-- Directions for this task --
For each line in the data that includes "axes", make a copy.
:: Provided material
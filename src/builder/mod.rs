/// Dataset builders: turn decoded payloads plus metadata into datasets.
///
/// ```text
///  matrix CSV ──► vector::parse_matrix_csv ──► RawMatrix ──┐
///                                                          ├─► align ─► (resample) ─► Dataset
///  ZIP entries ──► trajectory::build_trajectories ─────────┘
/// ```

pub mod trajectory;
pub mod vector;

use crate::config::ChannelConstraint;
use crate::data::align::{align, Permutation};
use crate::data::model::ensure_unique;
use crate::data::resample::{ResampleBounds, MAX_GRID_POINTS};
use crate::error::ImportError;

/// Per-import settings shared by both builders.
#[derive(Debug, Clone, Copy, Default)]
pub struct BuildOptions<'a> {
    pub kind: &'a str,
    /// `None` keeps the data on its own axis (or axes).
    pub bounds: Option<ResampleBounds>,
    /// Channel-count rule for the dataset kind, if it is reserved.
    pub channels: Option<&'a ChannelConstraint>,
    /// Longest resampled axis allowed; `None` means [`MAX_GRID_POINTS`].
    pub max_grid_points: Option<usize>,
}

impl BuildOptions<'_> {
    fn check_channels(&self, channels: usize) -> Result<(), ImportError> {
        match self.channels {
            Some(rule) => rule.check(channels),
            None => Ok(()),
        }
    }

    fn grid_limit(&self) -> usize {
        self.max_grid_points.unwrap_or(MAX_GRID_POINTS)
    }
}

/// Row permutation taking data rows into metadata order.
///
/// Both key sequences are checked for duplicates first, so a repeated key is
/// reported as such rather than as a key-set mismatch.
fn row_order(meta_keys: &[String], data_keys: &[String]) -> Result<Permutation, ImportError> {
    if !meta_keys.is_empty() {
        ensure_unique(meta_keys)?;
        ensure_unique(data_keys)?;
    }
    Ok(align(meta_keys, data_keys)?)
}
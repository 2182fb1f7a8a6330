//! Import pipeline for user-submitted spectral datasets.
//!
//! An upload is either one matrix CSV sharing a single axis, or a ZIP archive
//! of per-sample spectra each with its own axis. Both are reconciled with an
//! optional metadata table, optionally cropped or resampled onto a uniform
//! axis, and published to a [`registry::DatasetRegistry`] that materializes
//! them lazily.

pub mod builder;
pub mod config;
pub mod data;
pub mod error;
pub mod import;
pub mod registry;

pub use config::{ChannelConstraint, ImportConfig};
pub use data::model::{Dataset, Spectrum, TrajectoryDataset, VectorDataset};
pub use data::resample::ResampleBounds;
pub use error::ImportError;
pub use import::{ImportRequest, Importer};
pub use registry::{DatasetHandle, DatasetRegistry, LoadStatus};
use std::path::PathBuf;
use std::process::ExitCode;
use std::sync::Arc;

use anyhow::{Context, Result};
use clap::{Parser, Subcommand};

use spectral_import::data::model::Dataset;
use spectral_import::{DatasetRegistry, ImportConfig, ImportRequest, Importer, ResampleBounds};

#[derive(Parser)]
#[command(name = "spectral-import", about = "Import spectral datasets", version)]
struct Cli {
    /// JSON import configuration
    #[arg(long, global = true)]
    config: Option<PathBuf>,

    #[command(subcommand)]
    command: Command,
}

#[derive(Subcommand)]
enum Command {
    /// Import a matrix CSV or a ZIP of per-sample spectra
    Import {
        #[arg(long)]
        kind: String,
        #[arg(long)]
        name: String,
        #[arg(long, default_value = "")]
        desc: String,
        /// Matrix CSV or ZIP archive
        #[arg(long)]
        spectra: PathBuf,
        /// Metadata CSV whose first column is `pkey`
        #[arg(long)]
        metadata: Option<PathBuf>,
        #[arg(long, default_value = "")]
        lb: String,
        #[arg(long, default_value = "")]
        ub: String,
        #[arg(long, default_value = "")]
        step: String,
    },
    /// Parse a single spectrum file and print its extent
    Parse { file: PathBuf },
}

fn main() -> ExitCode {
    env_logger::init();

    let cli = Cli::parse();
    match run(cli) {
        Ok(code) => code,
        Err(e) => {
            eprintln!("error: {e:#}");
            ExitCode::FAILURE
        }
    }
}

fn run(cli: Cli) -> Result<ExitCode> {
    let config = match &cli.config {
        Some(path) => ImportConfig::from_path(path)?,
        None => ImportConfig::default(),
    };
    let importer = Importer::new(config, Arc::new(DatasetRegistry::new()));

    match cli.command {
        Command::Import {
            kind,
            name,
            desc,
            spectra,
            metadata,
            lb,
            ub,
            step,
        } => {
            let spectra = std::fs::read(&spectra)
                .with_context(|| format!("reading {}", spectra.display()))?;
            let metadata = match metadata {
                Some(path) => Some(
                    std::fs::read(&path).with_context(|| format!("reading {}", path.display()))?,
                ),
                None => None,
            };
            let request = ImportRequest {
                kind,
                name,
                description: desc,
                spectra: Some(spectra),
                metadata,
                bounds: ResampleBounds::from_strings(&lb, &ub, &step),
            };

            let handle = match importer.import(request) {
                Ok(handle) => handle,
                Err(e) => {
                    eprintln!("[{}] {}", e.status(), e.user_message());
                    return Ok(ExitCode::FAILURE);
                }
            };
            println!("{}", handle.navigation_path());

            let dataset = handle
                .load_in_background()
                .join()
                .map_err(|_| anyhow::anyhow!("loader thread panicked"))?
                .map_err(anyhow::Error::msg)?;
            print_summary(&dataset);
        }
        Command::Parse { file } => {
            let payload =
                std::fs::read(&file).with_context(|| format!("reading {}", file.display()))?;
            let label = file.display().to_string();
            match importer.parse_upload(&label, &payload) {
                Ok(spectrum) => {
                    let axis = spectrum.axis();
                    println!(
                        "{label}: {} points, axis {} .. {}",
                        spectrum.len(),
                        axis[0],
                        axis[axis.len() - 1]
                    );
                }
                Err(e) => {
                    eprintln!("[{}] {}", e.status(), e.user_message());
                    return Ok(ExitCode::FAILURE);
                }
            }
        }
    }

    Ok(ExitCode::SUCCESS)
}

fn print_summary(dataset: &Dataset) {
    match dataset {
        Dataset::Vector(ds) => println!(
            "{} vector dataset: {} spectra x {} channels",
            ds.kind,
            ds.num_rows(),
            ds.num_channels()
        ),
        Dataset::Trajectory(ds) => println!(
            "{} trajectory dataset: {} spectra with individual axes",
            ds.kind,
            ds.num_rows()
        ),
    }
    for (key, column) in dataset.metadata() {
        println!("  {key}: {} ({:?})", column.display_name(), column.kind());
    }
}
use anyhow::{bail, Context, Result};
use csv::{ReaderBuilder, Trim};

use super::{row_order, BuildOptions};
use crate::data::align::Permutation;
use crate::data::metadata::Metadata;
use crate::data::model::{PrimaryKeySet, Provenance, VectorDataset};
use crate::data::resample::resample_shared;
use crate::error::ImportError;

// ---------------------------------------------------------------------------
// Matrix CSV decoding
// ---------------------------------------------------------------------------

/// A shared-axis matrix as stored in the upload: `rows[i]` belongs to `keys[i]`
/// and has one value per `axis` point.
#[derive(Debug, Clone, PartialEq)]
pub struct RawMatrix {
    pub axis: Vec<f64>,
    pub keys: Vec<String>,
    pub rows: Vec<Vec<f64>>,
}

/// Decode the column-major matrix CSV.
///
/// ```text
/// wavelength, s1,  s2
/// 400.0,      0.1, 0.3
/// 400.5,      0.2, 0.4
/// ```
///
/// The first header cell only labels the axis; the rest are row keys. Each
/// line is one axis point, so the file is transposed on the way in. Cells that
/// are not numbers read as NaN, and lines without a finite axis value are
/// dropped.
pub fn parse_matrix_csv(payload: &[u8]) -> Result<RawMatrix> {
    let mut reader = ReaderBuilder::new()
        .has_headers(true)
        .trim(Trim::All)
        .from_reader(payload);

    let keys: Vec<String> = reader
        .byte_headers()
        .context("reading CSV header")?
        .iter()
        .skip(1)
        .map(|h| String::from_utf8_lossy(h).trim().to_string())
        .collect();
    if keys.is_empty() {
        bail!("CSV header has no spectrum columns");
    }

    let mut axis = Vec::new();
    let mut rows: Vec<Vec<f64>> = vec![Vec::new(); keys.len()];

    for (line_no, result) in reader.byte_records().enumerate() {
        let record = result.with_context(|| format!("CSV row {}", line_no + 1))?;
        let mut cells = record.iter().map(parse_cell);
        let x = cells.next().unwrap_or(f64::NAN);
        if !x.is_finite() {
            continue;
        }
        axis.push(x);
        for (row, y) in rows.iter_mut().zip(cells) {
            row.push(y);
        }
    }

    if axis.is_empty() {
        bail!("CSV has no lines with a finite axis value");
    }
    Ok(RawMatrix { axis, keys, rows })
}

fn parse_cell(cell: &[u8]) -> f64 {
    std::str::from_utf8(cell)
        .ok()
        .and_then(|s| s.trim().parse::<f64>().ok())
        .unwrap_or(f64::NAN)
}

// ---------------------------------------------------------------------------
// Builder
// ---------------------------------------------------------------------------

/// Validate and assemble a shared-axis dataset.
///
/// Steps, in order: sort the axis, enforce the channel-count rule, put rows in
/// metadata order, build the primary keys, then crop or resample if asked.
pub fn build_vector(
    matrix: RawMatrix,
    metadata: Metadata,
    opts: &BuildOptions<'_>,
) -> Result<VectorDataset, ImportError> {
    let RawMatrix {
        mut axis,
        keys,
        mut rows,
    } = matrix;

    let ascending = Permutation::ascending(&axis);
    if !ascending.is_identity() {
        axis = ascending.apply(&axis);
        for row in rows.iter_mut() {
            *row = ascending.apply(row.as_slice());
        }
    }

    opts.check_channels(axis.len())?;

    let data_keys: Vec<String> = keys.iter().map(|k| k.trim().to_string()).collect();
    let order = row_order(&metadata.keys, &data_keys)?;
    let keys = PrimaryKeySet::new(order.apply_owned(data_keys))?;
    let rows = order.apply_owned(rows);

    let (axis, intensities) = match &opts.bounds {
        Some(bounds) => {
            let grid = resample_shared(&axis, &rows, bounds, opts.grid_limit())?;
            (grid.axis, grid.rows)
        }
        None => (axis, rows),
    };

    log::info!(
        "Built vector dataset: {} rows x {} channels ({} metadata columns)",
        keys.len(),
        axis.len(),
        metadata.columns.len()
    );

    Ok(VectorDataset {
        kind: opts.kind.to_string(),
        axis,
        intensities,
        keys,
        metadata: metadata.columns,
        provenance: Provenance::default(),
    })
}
::::
-- Answer section --
    /// `None` keeps the data on its own axis (or axes).
            "{} trajectory dataset: {} spectra with individual axes",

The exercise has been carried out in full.